Facebook finally appoints a woman to its board – five things you never knew about Sheryl Sandberg
Tuesday, June 26, 2012/
Shock horror – Facebook, the company that is attempting to redefine expectations of privacy in the 21st century and make the world a more connected place, has apparently now discovered women exist and they can work on corporate boards.
Yesterday, the company announced long-time chief operating officer Sheryl Sandberg will take a seat on the board, along with Mark Zuckerberg himself, and the rest of the men – including PayPal founder and investor Peter Thiel, Marc Andreessen and James Breyer.
Sandberg has become something of an example for executive women in Silicon Valley, having taken the position in order to help Facebook transform from a fledgling start-up into a serious corporate player.
And despite the company’s disappointing initial public offering, she’s largely succeeded – and managed to win her way onto several lists of important or prominent people, including Fortune‘s “Most Powerful Women in Business”.
“Sheryl has been my partner in running Facebook and has been central to our growth and success over the years,” Zuckerberg said in a statement last night.
“Her understanding of our mission and long-term opportunity, and her experience both at Facebook and on public company boards makes her a natural fit for our board.”
It’s an appointment long deserved. But how much do you actually know about Facebook’s latest board appointee?
Here are five quick facts you should know about Sandberg as she prepares for her latest role:
1. This isn’t her first board appointment
Sandberg may be new to Facebook’s board, but she certainly isn’t new to the concept. She’s already been appointed to the boards of Disney, Starbucks, and also serves on the boards for the Brookings Institution and the Ad Council, along with Women for Women International.
2. She almost chose the Washington Post over Facebook
Sandberg started at Google in 2001 and worked as the company’s vice president of global online sales and operations until 2008, when Zuckerberg lured her away – but she was also considering a job at the Washington Post company at the time.
But Zuckerberg and Sandberg shared emails, and many, many dinners at the Flea Street Café, where he eventually persuaded her to join the company with what Sandberg said were very philosophical conversations.
“It was like dating,” says Dave Goldberg, Sandberg’s husband and the chief executive of the online company SurveyMonkey. Sandberg says they asked each other, “What do you believe? What do you care about? What’s the mission? It was very philosophical,” she told the New Yorker.

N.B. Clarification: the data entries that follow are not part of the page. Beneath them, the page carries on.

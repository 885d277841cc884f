use chrono::NaiveDate;
use nba_stats_api::teams::StaticTeam;

// ---------------------------------------------------------------------------
// Reference data
// ---------------------------------------------------------------------------

#[derive(Debug, Clone, PartialEq)]
pub struct Team {
    pub id: String,
    pub code: String,
    pub name: String,
    pub city: String,
    pub conference: String,
    pub division: String,
}

impl From<&StaticTeam> for Team {
    fn from(team: &StaticTeam) -> Self {
        Self {
            id: team.id.to_string(),
            code: team.abbreviation.to_string(),
            name: team.full_name.to_string(),
            city: team.city.to_string(),
            conference: team.conference.to_string(),
            division: team.division.to_string(),
        }
    }
}

#[derive(Debug, Clone, PartialEq)]
pub struct Player {
    pub id: String,
    pub name: String,
    pub team_id: Option<String>,
    pub age: Option<i32>,
    pub position: String,
    pub height_inches: i32,
    pub weight_pounds: i32,
    pub years_experience: i32,
}

// ---------------------------------------------------------------------------
// Games
// ---------------------------------------------------------------------------

#[derive(Debug, Clone, Copy, Default, PartialEq, Eq)]
pub enum GameStatus {
    #[default]
    Scheduled,
    InProgress,
    Completed,
}

impl GameStatus {
    /// `GAME_STATUS_ID` from the scoreboard.
    pub fn from_status_id(id: Option<i64>) -> Self {
        match id {
            Some(2) => GameStatus::InProgress,
            Some(3) => GameStatus::Completed,
            _ => GameStatus::Scheduled,
        }
    }

    pub fn as_str(&self) -> &'static str {
        match self {
            GameStatus::Scheduled => "scheduled",
            GameStatus::InProgress => "in_progress",
            GameStatus::Completed => "completed",
        }
    }
}

#[derive(Debug, Clone, Copy, Default, PartialEq, Eq, Hash)]
pub enum GameType {
    Preseason,
    #[default]
    Regular,
    Playoff,
}

impl GameType {
    /// The first three digits of a game id encode the competition:
    /// "001" preseason, "002" regular season, "004" playoffs. Anything
    /// else (all-star, play-in) is filed as regular season.
    pub fn from_game_id(game_id: &str) -> Self {
        match game_id.get(..3) {
            Some("001") => GameType::Preseason,
            Some("004") => GameType::Playoff,
            _ => GameType::Regular,
        }
    }

    pub fn as_str(&self) -> &'static str {
        match self {
            GameType::Preseason => "preseason",
            GameType::Regular => "regular",
            GameType::Playoff => "playoff",
        }
    }
}

/// Which side of the game a stats row belongs to.
#[derive(Debug, Clone, Copy, PartialEq, Eq)]
pub enum Venue {
    Home,
    Away,
}

impl Venue {
    pub fn of(team_id: &str, home_team_id: &str) -> Self {
        if team_id == home_team_id { Venue::Home } else { Venue::Away }
    }

    pub fn as_str(&self) -> &'static str {
        match self {
            Venue::Home => "Home",
            Venue::Away => "Away",
        }
    }
}

#[derive(Debug, Clone, PartialEq)]
pub struct Game {
    pub id: String,
    pub date: NaiveDate,
    pub season: String,
    pub home_team_id: String,
    pub away_team_id: String,
    pub home_score: Option<i32>,
    pub away_score: Option<i32>,
    pub status: GameStatus,
    pub game_type: GameType,
}

impl Game {
    /// Copy final scores out of the team box score. Ignored until the game
    /// is completed.
    pub fn apply_scores(&mut self, team_stats: &[TeamGameStats]) {
        if self.status != GameStatus::Completed {
            return;
        }
        if let Some(home) = team_stats.iter().find(|t| t.venue == Venue::Home) {
            self.home_score = Some(home.points);
            self.away_score = Some(home.opponent_points);
        }
    }

    pub fn reference(&self) -> GameRef {
        GameRef {
            id: self.id.clone(),
            home_team_id: self.home_team_id.clone(),
            away_team_id: self.away_team_id.clone(),
        }
    }
}

/// The slice of a stored game the advanced pass needs.
#[derive(Debug, Clone, PartialEq)]
pub struct GameRef {
    pub id: String,
    pub home_team_id: String,
    pub away_team_id: String,
}

// ---------------------------------------------------------------------------
// Box scores
// ---------------------------------------------------------------------------

/// Counting stats shared by team and player box scores.
#[derive(Debug, Clone, Default, PartialEq)]
pub struct ShootingLine {
    pub field_goals_made: i32,
    pub field_goals_attempted: i32,
    pub field_goal_percentage: f64,
    pub three_pointers_made: i32,
    pub three_pointers_attempted: i32,
    pub three_point_percentage: f64,
    pub free_throws_made: i32,
    pub free_throws_attempted: i32,
    pub free_throw_percentage: f64,
    pub offensive_rebounds: i32,
    pub defensive_rebounds: i32,
    pub total_rebounds: i32,
    pub assists: i32,
    pub steals: i32,
    pub blocks: i32,
    pub turnovers: i32,
    pub personal_fouls: i32,
    pub plus_minus: f64,
}

#[derive(Debug, Clone, PartialEq)]
pub struct TeamGameStats {
    pub team_id: String,
    pub game_id: String,
    pub points: i32,
    pub opponent_points: i32,
    pub win: bool,
    pub line: ShootingLine,
    pub venue: Venue,
}

#[derive(Debug, Clone, PartialEq)]
pub struct PlayerGameStats {
    pub player_id: String,
    pub game_id: String,
    pub team_id: String,
    pub minutes_played: f64,
    pub points: i32,
    pub line: ShootingLine,
    pub started: bool,
    pub venue: Venue,
}

/// Efficiency metrics shared by team and player advanced box scores.
#[derive(Debug, Clone, Default, PartialEq)]
pub struct Efficiency {
    pub offensive_rating: f64,
    pub defensive_rating: f64,
    pub net_rating: f64,
    pub assist_percentage: f64,
    pub assist_turnover_ratio: f64,
    pub offensive_rebound_percentage: f64,
    pub defensive_rebound_percentage: f64,
    pub rebound_percentage: f64,
    pub turnover_percentage: f64,
    pub effective_field_goal_percentage: f64,
    pub true_shooting_percentage: f64,
    pub pace: f64,
    pub pie: f64,
}

#[derive(Debug, Clone, PartialEq)]
pub struct TeamAdvancedStats {
    pub team_id: String,
    pub game_id: String,
    pub efficiency: Efficiency,
    pub venue: Venue,
}

#[derive(Debug, Clone, PartialEq)]
pub struct PlayerAdvancedStats {
    pub player_id: String,
    pub game_id: String,
    pub team_id: String,
    pub efficiency: Efficiency,
    pub assist_ratio: f64,
    pub usage_percentage: f64,
    pub venue: Venue,
}

// ---------------------------------------------------------------------------
// Career
// ---------------------------------------------------------------------------

#[derive(Debug, Clone, Copy, PartialEq, Eq)]
pub enum SeasonKind {
    Regular,
    Playoffs,
}

impl SeasonKind {
    pub fn suffix(&self) -> &'static str {
        match self {
            SeasonKind::Regular => "regular",
            SeasonKind::Playoffs => "playoffs",
        }
    }
}

/// Totals line shared by season and career aggregates.
#[derive(Debug, Clone, Default, PartialEq)]
pub struct Totals {
    pub games_played: i32,
    pub games_started: i32,
    pub minutes_played: f64,
    pub field_goals_made: i32,
    pub field_goals_attempted: i32,
    pub field_goal_percentage: f64,
    pub three_pointers_made: i32,
    pub three_pointers_attempted: i32,
    pub three_point_percentage: f64,
    pub free_throws_made: i32,
    pub free_throws_attempted: i32,
    pub free_throw_percentage: f64,
    pub offensive_rebounds: i32,
    pub defensive_rebounds: i32,
    pub total_rebounds: i32,
    pub assists: i32,
    pub steals: i32,
    pub blocks: i32,
    pub turnovers: i32,
    pub personal_fouls: i32,
    pub points: i32,
}

#[derive(Debug, Clone, PartialEq)]
pub struct SeasonTotals {
    pub player_id: String,
    pub season_id: String,
    pub league_id: String,
    pub team_id: Option<String>,
    pub team_abbreviation: String,
    pub player_age: Option<i32>,
    pub totals: Totals,
}

#[derive(Debug, Clone, PartialEq)]
pub struct CareerTotals {
    pub player_id: String,
    pub league_id: String,
    pub totals: Totals,
}

/// League rank per stat; `None` where the player was not ranked.
#[derive(Debug, Clone, Default, PartialEq)]
pub struct Ranks {
    pub games_played: Option<i32>,
    pub games_started: Option<i32>,
    pub minutes_played: Option<i32>,
    pub field_goals_made: Option<i32>,
    pub field_goals_attempted: Option<i32>,
    pub field_goal_percentage: Option<i32>,
    pub three_pointers_made: Option<i32>,
    pub three_pointers_attempted: Option<i32>,
    pub three_point_percentage: Option<i32>,
    pub free_throws_made: Option<i32>,
    pub free_throws_attempted: Option<i32>,
    pub free_throw_percentage: Option<i32>,
    pub offensive_rebounds: Option<i32>,
    pub defensive_rebounds: Option<i32>,
    pub total_rebounds: Option<i32>,
    pub assists: Option<i32>,
    pub steals: Option<i32>,
    pub blocks: Option<i32>,
    pub turnovers: Option<i32>,
    pub personal_fouls: Option<i32>,
    pub points: Option<i32>,
}

#[derive(Debug, Clone, PartialEq)]
pub struct SeasonRankings {
    pub player_id: String,
    pub season_id: String,
    pub league_id: String,
    pub team_id: Option<String>,
    pub team_abbreviation: String,
    pub player_age: Option<i32>,
    pub ranks: Ranks,
}

/// Everything one `playercareerstats` call yields.
#[derive(Debug, Clone, Default, PartialEq)]
pub struct CareerStats {
    pub season_totals_regular: Vec<SeasonTotals>,
    pub season_totals_playoffs: Vec<SeasonTotals>,
    pub career_totals_regular: Option<CareerTotals>,
    pub career_totals_playoffs: Option<CareerTotals>,
    pub season_rankings_regular: Vec<SeasonRankings>,
    pub season_rankings_playoffs: Vec<SeasonRankings>,
}

#[cfg(test)]
mod tests {
    use super::*;

    #[test]
    fn game_type_follows_id_prefix() {
        assert_eq!(GameType::from_game_id("0012300001"), GameType::Preseason);
        assert_eq!(GameType::from_game_id("0022300584"), GameType::Regular);
        assert_eq!(GameType::from_game_id("0042300401"), GameType::Playoff);
        assert_eq!(GameType::from_game_id("0032300001"), GameType::Regular);
        assert_eq!(GameType::from_game_id("00"), GameType::Regular);
    }

    #[test]
    fn status_ids_map_to_lifecycle() {
        assert_eq!(GameStatus::from_status_id(Some(1)), GameStatus::Scheduled);
        assert_eq!(GameStatus::from_status_id(Some(2)), GameStatus::InProgress);
        assert_eq!(GameStatus::from_status_id(Some(3)), GameStatus::Completed);
        assert_eq!(GameStatus::from_status_id(None), GameStatus::Scheduled);
    }

    fn team_line(team_id: &str, points: i32, opponent_points: i32, venue: Venue) -> TeamGameStats {
        TeamGameStats {
            team_id: team_id.into(),
            game_id: "0022300584".into(),
            points,
            opponent_points,
            win: points > opponent_points,
            line: ShootingLine::default(),
            venue,
        }
    }

    fn game(status: GameStatus) -> Game {
        Game {
            id: "0022300584".into(),
            date: NaiveDate::from_ymd_opt(2024, 1, 15).unwrap(),
            season: "2023".into(),
            home_team_id: "1610612738".into(),
            away_team_id: "1610612752".into(),
            home_score: None,
            away_score: None,
            status,
            game_type: GameType::Regular,
        }
    }

    #[test]
    fn scores_only_land_on_completed_games() {
        let stats = [
            team_line("1610612738", 118, 104, Venue::Home),
            team_line("1610612752", 104, 118, Venue::Away),
        ];

        let mut live = game(GameStatus::InProgress);
        live.apply_scores(&stats);
        assert_eq!(live.home_score, None);

        let mut done = game(GameStatus::Completed);
        done.apply_scores(&stats);
        assert_eq!((done.home_score, done.away_score), (Some(118), Some(104)));
    }
}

3. She leaves work early to spend time with her family
This is actually one of the best-known facts about Sandberg – she puts her family first. She makes a point of leaving work at 5.30pm every day so she can spend time with her children. And she’s been doing that for years too, ever since her days at Google.
In the debate over how women should juggle a career and their families, Sandberg has been portrayed as a role model. After concealing why she was leaving work at 5.30pm earlier in her career she’s now adamant women in the workforce shouldn’t be shy about what they’re doing when they leave work.
If need be, they can always take part in a phone call or meeting over Skype later on at night. Of course, Sandberg says it means getting up earlier, or staying late. But that doesn’t change the fact she’s passionate about leaving work at a certain time every day.
4. She owns quite a bit of stock
Sandberg was one of the few executives who didn’t sell her shares in the company’s IPO. She’s holding onto a significant number of restricted stock options – worth as much as $US1.5 billion, which will be completely vested by 2022.
5. She has a background in politics
Before Sandberg headed over to the corporate world, she spent a lot of time walking the halls of Washington DC. After studying at Harvard, she started working for Lawrence Summers, who had taught a class there.
Summers became the chief economist of the World Bank, and then made it to Treasury Secretary. At just 29 years old, she became his chief of staff, but decided to move to California after the Democrats lost big in the 2000 elections.
It was Google who eventually drew her in – she says she was attracted by the company’s “higher vision”.